Doch die Autorin Gabriele M. Paltzer-Lang hat bisher noch nie in einem Verwaltungsrat mitgewirkt, sondern mit 40 Persönlichkeiten gesprochen, welche über diese fundierte Erfahrung verfügen. Ich bin sehr beeindruckt, was sie aus diesen umfassenden Gesprächen herausgearbeitet hat. Dies ist eine der besten Lektüren, welche sich mit der Arbeit in einem Schweizer VR beschäftigt, die ich in den letzten Monaten gelesen habe.

Dass dabei die Autorin ein spezielles Augenmerk auf das Zusammenspiel von Frauen und Männern im Verwaltungsrat gelegt hat, bereichert diese informative und zugleich unterhaltsame Lektüre mit vielen zusätzlichen Perspektiven. Um es vorweg zu nehmen, Frau Paltzer-Lang kommt zum Schluss, dass es kein Argument gibt eine Frau vor einem Mann zu wählen, denn es sind die jeweiligen Fähigkeiten, die den Unterschied einer Person ausmachen und nicht das Geschlecht.
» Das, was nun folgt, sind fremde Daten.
//! Configuration for the Average Calculator service

use anyhow::Result;
use serde::{Deserialize, Serialize};
use std::{net::SocketAddr, time::Duration};

use crate::{errors::CalculatorError, kind::NumberKind};

/// Average Calculator configuration
#[derive(Debug, Clone, Default, Serialize, Deserialize)]
#[serde(default)]
pub struct CalculatorConfig {
    /// HTTP server configuration
    pub server: ServerConfig,
    /// Number window configuration
    pub window: WindowConfig,
    /// Upstream number providers
    pub providers: ProviderEndpoints,
    /// CORS configuration
    pub cors: CorsConfig,
    /// Monitoring configuration
    pub monitoring: MonitoringConfig,
}

/// HTTP server configuration
#[derive(Debug, Clone, Serialize, Deserialize)]
#[serde(default)]
pub struct ServerConfig {
    /// Server host
    pub host: String,
    /// Server port
    pub port: u16,
    /// Enable compression
    pub compression: bool,
}

/// Number window configuration
#[derive(Debug, Clone, Serialize, Deserialize)]
#[serde(default)]
pub struct WindowConfig {
    /// Maximum number of values kept in the window
    pub capacity: usize,
}

/// Upstream provider endpoints
#[derive(Debug, Clone, Serialize, Deserialize)]
#[serde(default)]
pub struct ProviderEndpoints {
    /// Prime numbers provider
    pub primes_url: String,
    /// Fibonacci numbers provider
    pub fibo_url: String,
    /// Even numbers provider
    pub even_url: String,
    /// Random numbers provider
    pub rand_url: String,
    /// Per-call timeout in milliseconds
    pub timeout_ms: u64,
    /// Bearer token sent to providers (optional)
    pub bearer_token: Option<String>,
}

/// CORS configuration
#[derive(Debug, Clone, Serialize, Deserialize)]
#[serde(default)]
pub struct CorsConfig {
    /// Enable CORS
    pub enabled: bool,
    /// Allowed origins
    pub allowed_origins: Vec<String>,
    /// Allowed methods
    pub allowed_methods: Vec<String>,
    /// Allowed headers
    pub allowed_headers: Vec<String>,
    /// Max age for preflight requests
    pub max_age_seconds: u64,
}

/// Monitoring configuration
#[derive(Debug, Clone, Serialize, Deserialize)]
#[serde(default)]
pub struct MonitoringConfig {
    /// Health check endpoint path
    pub health_path: String,
    /// Log one line per request
    pub request_logging: bool,
}

fn environment() -> config::Environment {
    config::Environment::with_prefix("CALCULATOR").separator("__")
}

const EVALUATION_SERVICE: &str = "http://20.244.56.144/evaluation-service";

impl Default for ServerConfig {
    fn default() -> Self {
        Self {
            host: "127.0.0.1".to_string(),
            port: 9876,
            compression: true,
        }
    }
}

impl Default for WindowConfig {
    fn default() -> Self {
        Self { capacity: 10 }
    }
}

impl Default for ProviderEndpoints {
    fn default() -> Self {
        Self {
            primes_url: format!("{EVALUATION_SERVICE}/primes"),
            fibo_url: format!("{EVALUATION_SERVICE}/fibo"),
            even_url: format!("{EVALUATION_SERVICE}/even"),
            rand_url: format!("{EVALUATION_SERVICE}/rand"),
            timeout_ms: 500,
            bearer_token: None,
        }
    }
}

impl Default for CorsConfig {
    fn default() -> Self {
        Self {
            enabled: true,
            allowed_origins: vec!["*".to_string()],
            allowed_methods: vec!["GET".to_string(), "OPTIONS".to_string()],
            allowed_headers: vec!["Authorization".to_string(), "Content-Type".to_string()],
            max_age_seconds: 86400, // 24 hours
        }
    }
}

impl Default for MonitoringConfig {
    fn default() -> Self {
        Self {
            health_path: "/health".to_string(),
            request_logging: true,
        }
    }
}

impl ProviderEndpoints {
    /// Endpoint serving the given kind
    #[must_use]
    pub fn url_for(&self, kind: NumberKind) -> &str {
        match kind {
            NumberKind::Primes => &self.primes_url,
            NumberKind::Fibonacci => &self.fibo_url,
            NumberKind::Even => &self.even_url,
            NumberKind::Random => &self.rand_url,
        }
    }

    #[must_use]
    pub const fn timeout(&self) -> Duration {
        Duration::from_millis(self.timeout_ms)
    }
}

impl CalculatorConfig {
    /// Load configuration from file, with `CALCULATOR__SECTION__KEY` environment overrides.
    ///
    /// A missing file is not an error: defaults plus environment apply. A file that exists but
    /// does not parse is.
    pub fn from_file(path: &str) -> Result<Self> {
        Self::from_sources(path, environment())
    }

    fn from_sources(path: &str, env: config::Environment) -> Result<Self> {
        let settings = config::Config::builder()
            .add_source(config::File::with_name(path).required(false))
            .add_source(env)
            .build()?;

        Ok(settings.try_deserialize()?)
    }

    /// Get server address
    #[must_use]
    pub fn server_address(&self) -> String {
        format!("{}:{}", self.server.host, self.server.port)
    }

    /// Reject settings the service cannot run with
    pub fn validate(&self) -> Result<(), CalculatorError> {
        if self.window.capacity == 0 {
            return Err(CalculatorError::InvalidConfig(
                "window.capacity must be at least 1".to_string(),
            ));
        }
        if self.providers.timeout_ms == 0 {
            return Err(CalculatorError::InvalidConfig(
                "providers.timeout_ms must be greater than 0".to_string(),
            ));
        }
        let health_path = &self.monitoring.health_path;
        if !health_path.starts_with('/') {
            return Err(CalculatorError::InvalidConfig(format!(
                "monitoring.health_path '{health_path}' must start with '/'"
            )));
        }
        if health_path.starts_with("/numbers/") {
            return Err(CalculatorError::InvalidConfig(format!(
                "monitoring.health_path '{health_path}' collides with /numbers/{{kind}}"
            )));
        }
        self.server_address()
            .parse::<SocketAddr>()
            .map_err(|e| {
                CalculatorError::InvalidConfig(format!(
                    "invalid server address '{}': {}",
                    self.server_address(),
                    e
                ))
            })?;
        Ok(())
    }
}
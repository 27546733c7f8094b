//! Average Calculator server implementation

use anyhow::Result;
use axum::{
    Router,
    extract::{Path, State},
    http::StatusCode,
    middleware,
    response::Json,
    routing::get,
};
use std::{net::SocketAddr, sync::Arc, time::Instant};
use tower_http::{compression::CompressionLayer, trace::TraceLayer};
use tracing::{error, info};

use crate::{
    aggregator::AverageAggregator,
    config::CalculatorConfig,
    errors::CalculatorError,
    handlers::{HealthHandlers, NumberHandlers},
    kind::NumberKind,
    middleware::{create_cors_layer, logging_middleware},
    models::{AggregateResponse, ErrorResponse, HealthCheckResponse},
    provider::{HttpProviderClient, NumberProvider},
    window::WindowStore,
};

/// Unified application state containing all handlers
#[derive(Clone, Debug)]
pub struct AppState {
    pub number_handlers: NumberHandlers,
    pub health_handlers: HealthHandlers,
}

/// Average Calculator server
pub struct AverageCalculatorServer {
    config: CalculatorConfig,
    store: Arc<WindowStore>,
    aggregator: AverageAggregator,
    start_time: Instant,
}

impl AverageCalculatorServer {
    /// Create a server that calls the configured HTTP providers
    pub fn new(config: CalculatorConfig) -> Result<Self> {
        config.validate()?;
        let provider = HttpProviderClient::new(config.providers.clone())?;
        Ok(Self::with_provider(config, Arc::new(provider)))
    }

    /// Create a server backed by an arbitrary provider
    pub fn with_provider(config: CalculatorConfig, provider: Arc<dyn NumberProvider>) -> Self {
        info!("Initializing Average Calculator server");

        // The window lives for the whole process and starts empty on every restart
        let store = Arc::new(WindowStore::new(config.window.capacity));
        let aggregator = AverageAggregator::new(Arc::clone(&store), provider);

        Self {
            config,
            store,
            aggregator,
            start_time: Instant::now(),
        }
    }

    #[must_use]
    pub fn store(&self) -> Arc<WindowStore> {
        Arc::clone(&self.store)
    }

    /// Start the server and run until Ctrl-C
    pub async fn start(self) -> Result<()> {
        let addr: SocketAddr = self.config.server_address().parse().map_err(|e| {
            error!(
                "Invalid server address '{}': {}",
                self.config.server_address(),
                e
            );
            CalculatorError::StartupFailure(format!("invalid server address: {e}"))
        })?;

        let app = self.router();

        info!("Starting Average Calculator server on {}", addr);

        let listener = match tokio::net::TcpListener::bind(addr).await {
            Ok(listener) => {
                info!("TCP listener bound successfully to {}", addr);
                listener
            }
            Err(e) => {
                error!("Failed to bind TCP listener to {}: {}", addr, e);
                error!(
                    "Please check if the port is already in use or if you have sufficient permissions"
                );
                return Err(CalculatorError::StartupFailure(format!(
                    "failed to bind to address {addr}: {e}"
                ))
                .into());
            }
        };

        if let Err(e) = axum::serve(listener, app)
            .with_graceful_shutdown(shutdown_signal())
            .await
        {
            error!("Server encountered a fatal error: {}", e);
            return Err(anyhow::anyhow!("Server error: {}", e));
        }

        info!("Average Calculator server stopped");
        Ok(())
    }

    /// Build the Axum application with all routes and middleware
    pub fn router(&self) -> Router {
        let app_state = AppState {
            number_handlers: NumberHandlers::new(self.aggregator.clone()),
            health_handlers: HealthHandlers::new(Arc::clone(&self.store), self.start_time),
        };
        build_router(&self.config, app_state)
    }
}

/// Assemble routes and layers around `app_state`
pub fn build_router(config: &CalculatorConfig, app_state: AppState) -> Router {
    let mut app = Router::new()
        .route(&config.monitoring.health_path, get(health_check))
        .route("/numbers/:kind", get(get_numbers))
        .with_state(app_state);

    if config.monitoring.request_logging {
        app = app.layer(middleware::from_fn(logging_middleware));
    }
    app = app.layer(TraceLayer::new_for_http());
    if config.server.compression {
        app = app.layer(CompressionLayer::new());
    }
    if config.cors.enabled {
        app = app.layer(create_cors_layer(&config.cors));
    }

    info!("Average Calculator routes configured successfully");
    app
}

async fn shutdown_signal() {
    if let Err(e) = tokio::signal::ctrl_c().await {
        error!("Failed to listen for shutdown signal: {}", e);
        std::future::pending::<()>().await;
    }
    info!("Shutdown signal received");
}

// Handler wrapper functions to work with unified state
async fn health_check(State(state): State<AppState>) -> Json<HealthCheckResponse> {
    HealthHandlers::health_check(State(state.health_handlers)).await
}

async fn get_numbers(
    State(state): State<AppState>,
    Path(kind): Path<String>,
) -> Result<Json<AggregateResponse>, (StatusCode, Json<ErrorResponse>)> {
    NumberHandlers::get_numbers(State(state.number_handlers), Path(kind)).await
}

/// API route documentation
pub fn print_routes(config: &CalculatorConfig) {
    println!("Average Calculator Routes:");
    println!("==========================");
    println!();
    println!("Monitoring:");
    println!("  GET  {:<22} - Health check", config.monitoring.health_path);
    println!();
    println!("Numbers:");
    for kind in NumberKind::ALL {
        println!(
            "  GET  /numbers/{:<14} - {} window update",
            kind.label(),
            kind.label()
        );
    }
    println!();
    println!("Responses are JSON; unknown kinds return 400 {{\"error\": \"Invalid type\"}}");
}
//! API handlers for the calculator endpoints

pub mod health;
pub mod numbers;

pub use health::HealthHandlers;
pub use numbers::NumberHandlers;
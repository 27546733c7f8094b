//! Number window handlers

use axum::{
    extract::{Path, State},
    http::StatusCode,
    response::Json,
};
use tracing::warn;

use crate::{
    aggregator::AverageAggregator,
    errors::CalculatorError,
    models::{AggregateResponse, ErrorResponse},
};

/// Number window handlers
#[derive(Clone, Debug)]
pub struct NumberHandlers {
    aggregator: AverageAggregator,
}

impl NumberHandlers {
    pub const fn new(aggregator: AverageAggregator) -> Self {
        Self { aggregator }
    }

    /// `GET /numbers/{kind}`
    pub async fn get_numbers(
        State(handlers): State<Self>,
        Path(kind): Path<String>,
    ) -> Result<Json<AggregateResponse>, (StatusCode, Json<ErrorResponse>)> {
        match handlers.aggregator.aggregate_label(&kind).await {
            Ok(response) => Ok(Json(response)),
            Err(CalculatorError::InvalidKind(label)) => {
                warn!("Rejected request for unknown number kind '{}'", label);
                Err((StatusCode::BAD_REQUEST, Json(ErrorResponse::invalid_type())))
            }
            Err(e) => {
                warn!("Number request failed: {}", e);
                Err((
                    StatusCode::INTERNAL_SERVER_ERROR,
                    Json(ErrorResponse {
                        error: e.to_string(),
                    }),
                ))
            }
        }
    }
}
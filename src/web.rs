//! wasm-bindgen exports for page scripts.
//!
//! Names and return shapes match what the page expects: plain objects with
//! `width`/`height` and `cols`/`rows`.

use js_sys::{Object, Reflect};
use wasm_bindgen::prelude::*;

use crate::metrics::web::DomLayout;
use crate::{add_signature_to_output, get_char_dimensions, recalculate_dimensions};

/// Stamp `name` onto the last row of `output`.
#[wasm_bindgen(js_name = addSignatureToOutput)]
pub fn add_signature_to_output_js(output: Vec<String>, name: &str) -> Vec<String> {
    add_signature_to_output(&output, name)
}

/// Measure a glyph element, returning `{ width, height }`.
#[wasm_bindgen(js_name = getCharDimensions)]
pub fn get_char_dimensions_js(ch: &web_sys::Element) -> Result<JsValue, JsValue> {
    let fp = get_char_dimensions(&DomLayout, ch);
    object(&[("width", fp.width), ("height", fp.height)])
}

/// Size the animation grid for `container`, returning `{ cols, rows }`.
#[wasm_bindgen(js_name = recalculateDimensions)]
pub fn recalculate_dimensions_js(container: &web_sys::Element, ch: &web_sys::Element) -> Result<JsValue, JsValue> {
    let grid = recalculate_dimensions(&DomLayout, container, ch);
    object(&[("cols", grid.cols as f64), ("rows", grid.rows as f64)])
}

fn object(fields: &[(&str, f64)]) -> Result<JsValue, JsValue> {
    let obj = Object::new();
    for (key, value) in fields {
        Reflect::set(&obj, &JsValue::from_str(key), &JsValue::from_f64(*value))?;
    }
    Ok(obj.into())
}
Sie lehnt jede Quotenregelung ab, denn es sei schlussendlich diskriminierend, wenn Qualität der Quote unterliegt. Da stimme ich ihr voll zu.

In meinem Beruf spüre ich jeden Tag, dass das Interesse an einer Tätigkeit im VR-Gremium enorm steigt. Viele Führungskräfte machen sich Gedanken, ob sie ihr Wissen auch in einem Verwaltungsrat einbringen könnten, was eine wertvolle Ergänzung zum Berufsalltag sein kann. Der Verwaltungsrat ist heute ein Gremium, welches den Aufgaben der obersten Unternehmensführung in einer sehr qualifizierten Art nachkommt und die involvierten Personen sind alle nach einem ausgewogenen, auf die Bedürfnisse des Unternehmens, abgestimmten Kompetenzprofils ausgesucht. Dass dabei der Wert der Diversität eine starke Erweiterung zu den sorgfältig zusammengestellten Kompetenzen ist, stellt wohl auch kein zeitgemäss geführter Verwaltungsrat mehr in Frage. 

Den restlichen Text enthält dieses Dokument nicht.